- [Action item]: Write down, unchanged, the entries from the first line through the line holding "the transport boundary". Include no other line.

- [Collected data]:

%%

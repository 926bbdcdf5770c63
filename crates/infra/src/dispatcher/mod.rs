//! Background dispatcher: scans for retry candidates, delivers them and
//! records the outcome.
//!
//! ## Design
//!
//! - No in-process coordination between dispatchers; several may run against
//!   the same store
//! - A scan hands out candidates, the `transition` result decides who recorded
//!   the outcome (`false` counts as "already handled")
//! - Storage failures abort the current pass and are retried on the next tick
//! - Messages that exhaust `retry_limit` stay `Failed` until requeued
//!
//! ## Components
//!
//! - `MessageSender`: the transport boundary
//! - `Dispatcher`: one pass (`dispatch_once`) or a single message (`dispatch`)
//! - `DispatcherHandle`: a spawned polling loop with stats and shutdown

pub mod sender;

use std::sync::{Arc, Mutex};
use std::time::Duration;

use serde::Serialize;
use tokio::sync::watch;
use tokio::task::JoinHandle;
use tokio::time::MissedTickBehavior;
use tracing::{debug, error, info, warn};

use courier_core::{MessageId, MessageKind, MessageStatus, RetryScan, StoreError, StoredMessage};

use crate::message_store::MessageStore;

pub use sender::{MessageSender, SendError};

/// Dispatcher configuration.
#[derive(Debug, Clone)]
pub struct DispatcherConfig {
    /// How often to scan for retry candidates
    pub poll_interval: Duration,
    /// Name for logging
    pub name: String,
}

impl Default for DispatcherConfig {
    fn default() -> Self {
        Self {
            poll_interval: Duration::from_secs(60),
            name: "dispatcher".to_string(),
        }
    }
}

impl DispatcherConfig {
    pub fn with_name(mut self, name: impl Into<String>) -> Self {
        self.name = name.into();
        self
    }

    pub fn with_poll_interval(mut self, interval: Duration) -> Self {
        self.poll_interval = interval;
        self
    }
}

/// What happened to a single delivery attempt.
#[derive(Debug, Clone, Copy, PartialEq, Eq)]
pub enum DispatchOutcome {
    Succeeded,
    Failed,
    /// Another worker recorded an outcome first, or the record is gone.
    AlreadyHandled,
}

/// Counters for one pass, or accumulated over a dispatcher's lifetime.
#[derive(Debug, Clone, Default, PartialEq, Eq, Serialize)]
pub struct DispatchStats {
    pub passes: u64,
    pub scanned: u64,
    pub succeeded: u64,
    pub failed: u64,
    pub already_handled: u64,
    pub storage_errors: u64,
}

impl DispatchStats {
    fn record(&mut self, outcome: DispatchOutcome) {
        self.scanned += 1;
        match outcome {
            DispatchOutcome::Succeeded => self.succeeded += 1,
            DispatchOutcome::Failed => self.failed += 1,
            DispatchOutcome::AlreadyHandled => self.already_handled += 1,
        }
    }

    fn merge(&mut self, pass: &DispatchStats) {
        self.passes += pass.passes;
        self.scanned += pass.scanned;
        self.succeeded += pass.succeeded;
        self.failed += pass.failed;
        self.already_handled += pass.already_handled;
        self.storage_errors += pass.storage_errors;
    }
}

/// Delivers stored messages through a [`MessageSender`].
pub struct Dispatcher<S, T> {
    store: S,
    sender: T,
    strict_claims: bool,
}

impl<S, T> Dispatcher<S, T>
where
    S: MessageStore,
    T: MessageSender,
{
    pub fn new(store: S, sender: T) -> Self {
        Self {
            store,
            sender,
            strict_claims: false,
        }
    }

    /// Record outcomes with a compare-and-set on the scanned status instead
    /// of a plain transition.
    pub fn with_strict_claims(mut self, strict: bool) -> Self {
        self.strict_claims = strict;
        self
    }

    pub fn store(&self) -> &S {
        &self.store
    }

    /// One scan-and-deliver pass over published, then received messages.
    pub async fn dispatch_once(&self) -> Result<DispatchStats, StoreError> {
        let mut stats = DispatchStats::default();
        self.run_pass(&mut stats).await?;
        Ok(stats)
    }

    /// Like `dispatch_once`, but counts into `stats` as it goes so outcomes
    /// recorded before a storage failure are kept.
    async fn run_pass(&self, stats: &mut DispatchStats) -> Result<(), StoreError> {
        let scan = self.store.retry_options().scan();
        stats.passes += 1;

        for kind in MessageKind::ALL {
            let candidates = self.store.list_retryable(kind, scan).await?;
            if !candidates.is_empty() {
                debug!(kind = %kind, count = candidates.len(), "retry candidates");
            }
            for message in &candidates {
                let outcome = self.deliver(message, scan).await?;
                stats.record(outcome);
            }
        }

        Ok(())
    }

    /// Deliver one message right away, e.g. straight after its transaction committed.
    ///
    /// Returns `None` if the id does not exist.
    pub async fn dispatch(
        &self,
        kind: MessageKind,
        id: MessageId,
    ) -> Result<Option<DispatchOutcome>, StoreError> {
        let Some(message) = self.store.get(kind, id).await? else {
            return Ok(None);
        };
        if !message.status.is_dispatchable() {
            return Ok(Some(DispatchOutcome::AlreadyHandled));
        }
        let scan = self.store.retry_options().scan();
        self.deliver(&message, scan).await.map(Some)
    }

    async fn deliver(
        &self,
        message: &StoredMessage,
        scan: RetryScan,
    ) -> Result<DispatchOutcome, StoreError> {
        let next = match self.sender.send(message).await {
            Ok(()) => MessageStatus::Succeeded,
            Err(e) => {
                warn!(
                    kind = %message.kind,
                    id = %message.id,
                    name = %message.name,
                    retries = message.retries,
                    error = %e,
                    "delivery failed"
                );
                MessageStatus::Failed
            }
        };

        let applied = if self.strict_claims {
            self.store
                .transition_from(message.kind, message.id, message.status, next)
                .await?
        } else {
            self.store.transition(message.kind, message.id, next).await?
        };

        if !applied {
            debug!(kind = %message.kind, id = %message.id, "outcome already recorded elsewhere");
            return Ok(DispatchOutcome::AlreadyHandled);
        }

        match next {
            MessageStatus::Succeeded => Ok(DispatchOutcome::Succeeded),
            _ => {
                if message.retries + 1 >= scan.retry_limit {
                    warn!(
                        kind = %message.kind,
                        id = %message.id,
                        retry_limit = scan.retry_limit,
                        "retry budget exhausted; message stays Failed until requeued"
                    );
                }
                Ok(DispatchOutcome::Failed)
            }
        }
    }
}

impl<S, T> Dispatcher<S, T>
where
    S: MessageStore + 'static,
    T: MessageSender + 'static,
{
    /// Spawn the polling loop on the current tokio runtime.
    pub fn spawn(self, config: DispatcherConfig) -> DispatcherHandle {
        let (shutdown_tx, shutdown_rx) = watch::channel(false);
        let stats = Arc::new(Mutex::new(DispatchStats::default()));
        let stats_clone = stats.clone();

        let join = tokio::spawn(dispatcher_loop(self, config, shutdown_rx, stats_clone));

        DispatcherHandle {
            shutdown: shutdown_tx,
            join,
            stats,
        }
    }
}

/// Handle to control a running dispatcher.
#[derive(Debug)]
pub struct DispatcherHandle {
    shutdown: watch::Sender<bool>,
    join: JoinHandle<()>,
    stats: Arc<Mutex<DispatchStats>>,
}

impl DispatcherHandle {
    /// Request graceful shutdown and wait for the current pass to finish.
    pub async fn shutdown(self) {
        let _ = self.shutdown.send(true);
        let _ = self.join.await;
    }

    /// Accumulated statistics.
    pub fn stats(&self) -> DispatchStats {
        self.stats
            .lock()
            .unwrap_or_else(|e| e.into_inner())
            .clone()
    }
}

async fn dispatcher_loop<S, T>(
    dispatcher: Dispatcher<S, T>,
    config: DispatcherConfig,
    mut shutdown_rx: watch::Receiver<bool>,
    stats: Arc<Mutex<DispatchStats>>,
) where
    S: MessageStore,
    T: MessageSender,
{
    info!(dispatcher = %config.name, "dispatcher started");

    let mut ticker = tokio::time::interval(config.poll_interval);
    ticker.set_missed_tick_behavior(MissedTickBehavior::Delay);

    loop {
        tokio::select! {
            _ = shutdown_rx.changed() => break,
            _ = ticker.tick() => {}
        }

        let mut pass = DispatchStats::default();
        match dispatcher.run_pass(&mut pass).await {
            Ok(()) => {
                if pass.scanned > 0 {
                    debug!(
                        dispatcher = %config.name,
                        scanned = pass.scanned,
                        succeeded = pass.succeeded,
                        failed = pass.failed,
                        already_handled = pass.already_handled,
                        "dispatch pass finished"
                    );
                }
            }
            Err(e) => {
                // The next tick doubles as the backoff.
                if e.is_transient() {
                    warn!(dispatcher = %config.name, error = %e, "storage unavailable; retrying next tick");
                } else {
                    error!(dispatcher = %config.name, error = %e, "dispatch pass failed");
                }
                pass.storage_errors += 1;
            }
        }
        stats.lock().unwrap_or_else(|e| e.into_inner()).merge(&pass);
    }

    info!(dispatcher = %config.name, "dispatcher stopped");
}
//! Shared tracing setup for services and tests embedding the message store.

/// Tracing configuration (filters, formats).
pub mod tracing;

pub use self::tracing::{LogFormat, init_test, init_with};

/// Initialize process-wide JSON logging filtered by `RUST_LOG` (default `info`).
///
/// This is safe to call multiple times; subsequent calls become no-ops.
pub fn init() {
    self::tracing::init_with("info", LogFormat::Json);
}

%%

- [Result for this exercise]:
repository 926bbdcdf5770c63
filename crates/infra/src/dispatcher/mod.rs
//! Background dispatcher: scans for retry candidates, delivers them and
//! records the outcome.
//!
//! ## Design
//!
//! - No in-process coordination between dispatchers; several may run against
//!   the same store
//! - A scan hands out candidates, the `transition` result decides who recorded
//!   the outcome (`false` counts as "already handled")
//! - Storage failures abort the current pass and are retried on the next tick
//! - Messages that exhaust `retry_limit` stay `Failed` until requeued
//!
//! ## Components
//!
//! - `MessageSender`: the transport boundary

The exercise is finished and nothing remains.